Just to give you a better idea, see the photo above. That’s a photo of the early assembly of my balun. Later on, I rebuilt it as described above (but took no pics!), the image should help you understanding how it’s seated inside the box–by the way in our case it will be locked by the screws to the plastic support we glued to the box.

While waiting for the glue to dry, we may work on the dipole centerpiece.

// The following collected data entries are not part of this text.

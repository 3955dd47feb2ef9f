//! Cross-source comparison board.
//!
//! Quotes sharing an outcome key are merged into one `ComparisonRow`.
//! Best price is the numerically highest signed American price, which
//! ranks favourites and underdogs alike (+130 beats +110, -105 beats
//! -120). Edge is the gap between the best and second-best price.
//!
//! Rows are recomputed from scratch for every snapshot.

pub mod normalize;
pub mod poller;

use std::collections::{BTreeMap, HashSet};
use tracing::debug;

use crate::config::BoardConfig;
use crate::types::{ComparisonRow, LineValue, OutcomeKey, PriceQuote, SourceId, Tier};

pub use normalize::{normalize_rows, parse_price};
pub use poller::{Poller, PollerHandle, SharedBoard};

// ---------------------------------------------------------------------------
// Configuration
// ---------------------------------------------------------------------------

#[derive(Debug, Clone)]
pub struct MergeConfig {
    /// Board columns. Every row carries a (possibly null) entry for each.
    pub sources: Vec<SourceId>,
    /// Edge at which a row is promoted to premium.
    pub premium_edge: i32,
    /// Outcomes that are always premium.
    pub premium_outcomes: HashSet<OutcomeKey>,
}

impl Default for MergeConfig {
    fn default() -> Self {
        Self {
            sources: Vec::new(),
            premium_edge: 10,
            premium_outcomes: HashSet::new(),
        }
    }
}

impl MergeConfig {
    pub fn from_config(board: &BoardConfig, sources: Vec<SourceId>) -> Self {
        let premium_outcomes = board
            .premium_outcomes
            .iter()
            .filter_map(|s| parse_outcome_key(s))
            .collect();
        Self {
            sources,
            premium_edge: board.premium_edge,
            premium_outcomes,
        }
    }
}

/// Parse `"<entity> | <market>"` into a key. The entity must already be
/// canonical.
pub fn parse_outcome_key(s: &str) -> Option<OutcomeKey> {
    let (entity, market) = s.split_once('|')?;
    let entity = entity.trim();
    if entity.is_empty() {
        return None;
    }
    Some(OutcomeKey::new(entity, market))
}

// ---------------------------------------------------------------------------
// Ranking
// ---------------------------------------------------------------------------

/// Best source, best price and edge over the next-best price.
///
/// Ties on price go to the lexicographically smaller source id.
pub fn rank_prices(
    prices: &BTreeMap<SourceId, Option<i32>>,
) -> (Option<SourceId>, Option<i32>, i32) {
    let mut priced: Vec<(&SourceId, i32)> = prices
        .iter()
        .filter_map(|(source, price)| price.map(|p| (source, p)))
        .collect();
    priced.sort_by(|a, b| b.1.cmp(&a.1).then_with(|| a.0.cmp(b.0)));

    match priced.as_slice() {
        [] => (None, None, 0),
        [(source, best)] => (Some((*source).clone()), Some(*best), 0),
        // best >= second; saturates at i32::MAX.
        [(source, best), (_, second), ..] => (
            Some((*source).clone()),
            Some(*best),
            best.saturating_sub(*second),
        ),
    }
}

// ---------------------------------------------------------------------------
// Merge
// ---------------------------------------------------------------------------

/// Merge one snapshot's quotes into rows sorted by outcome key.
///
/// A source that quotes the same outcome twice keeps its last quote.
pub fn merge_quotes(quotes: &[PriceQuote], config: &MergeConfig) -> Vec<ComparisonRow> {
    let mut grouped: BTreeMap<&OutcomeKey, BTreeMap<&SourceId, &PriceQuote>> = BTreeMap::new();
    for quote in quotes {
        let by_source = grouped.entry(&quote.outcome_key).or_default();
        if by_source.insert(&quote.source_id, quote).is_some() {
            debug!(
                source = %quote.source_id,
                outcome = %quote.outcome_key,
                "Duplicate quote, keeping the last one"
            );
        }
    }

    grouped
        .into_iter()
        .map(|(key, by_source)| {
            let mut per_source_price: BTreeMap<SourceId, Option<i32>> =
                config.sources.iter().map(|s| (s.clone(), None)).collect();
            let mut per_source_line: BTreeMap<SourceId, LineValue> = BTreeMap::new();

            for (source, quote) in by_source {
                per_source_price.insert(source.clone(), quote.price);
                if let Some(line) = &quote.line_value {
                    per_source_line.insert(source.clone(), line.clone());
                }
            }

            build_row(key.clone(), per_source_price, per_source_line, config)
        })
        .collect()
}

fn build_row(
    outcome_key: OutcomeKey,
    per_source_price: BTreeMap<SourceId, Option<i32>>,
    per_source_line: BTreeMap<SourceId, LineValue>,
    config: &MergeConfig,
) -> ComparisonRow {
    let (best_source_id, best_price, edge) = rank_prices(&per_source_price);
    let tier = if (best_price.is_some() && edge >= config.premium_edge)
        || config.premium_outcomes.contains(&outcome_key)
    {
        Tier::Premium
    } else {
        Tier::Standard
    };

    ComparisonRow {
        outcome_key,
        per_source_price,
        per_source_line,
        best_source_id,
        best_price,
        edge,
        tier,
    }
}

// ---------------------------------------------------------------------------
// Tests
// ---------------------------------------------------------------------------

If you bought one like I did, connecting the arm “black” (see above) wires should be pretty straightforward. If instead you choose to use a PVC pipe you’ll have to drill some holes to pass and lock the wire so that the strain will be supported by the pipe and not by the wire going to the balun box. In either case, connect a pair of short runs of insulated wire to the end (black) wire coming from each end. Those wires should be long enough to reach the balun wire terminal block inside the box.

Assuming the glue dried, it’s time to complete the feedpoint connection.

Bring the two wires coming from the centerpoint inside the waterproof box. Pick one of the wire terminal blocks which came with the balun (the “L” shaped one should be a good choice) and connect the wires to it. Then, slide the block in place until it locks firmly. After doing so, close the box and screw the SMA-BNC adapter onto the SMA connector coming from the balun. Our centerpiece and arms will now be ready, and will be time to put our antenna up!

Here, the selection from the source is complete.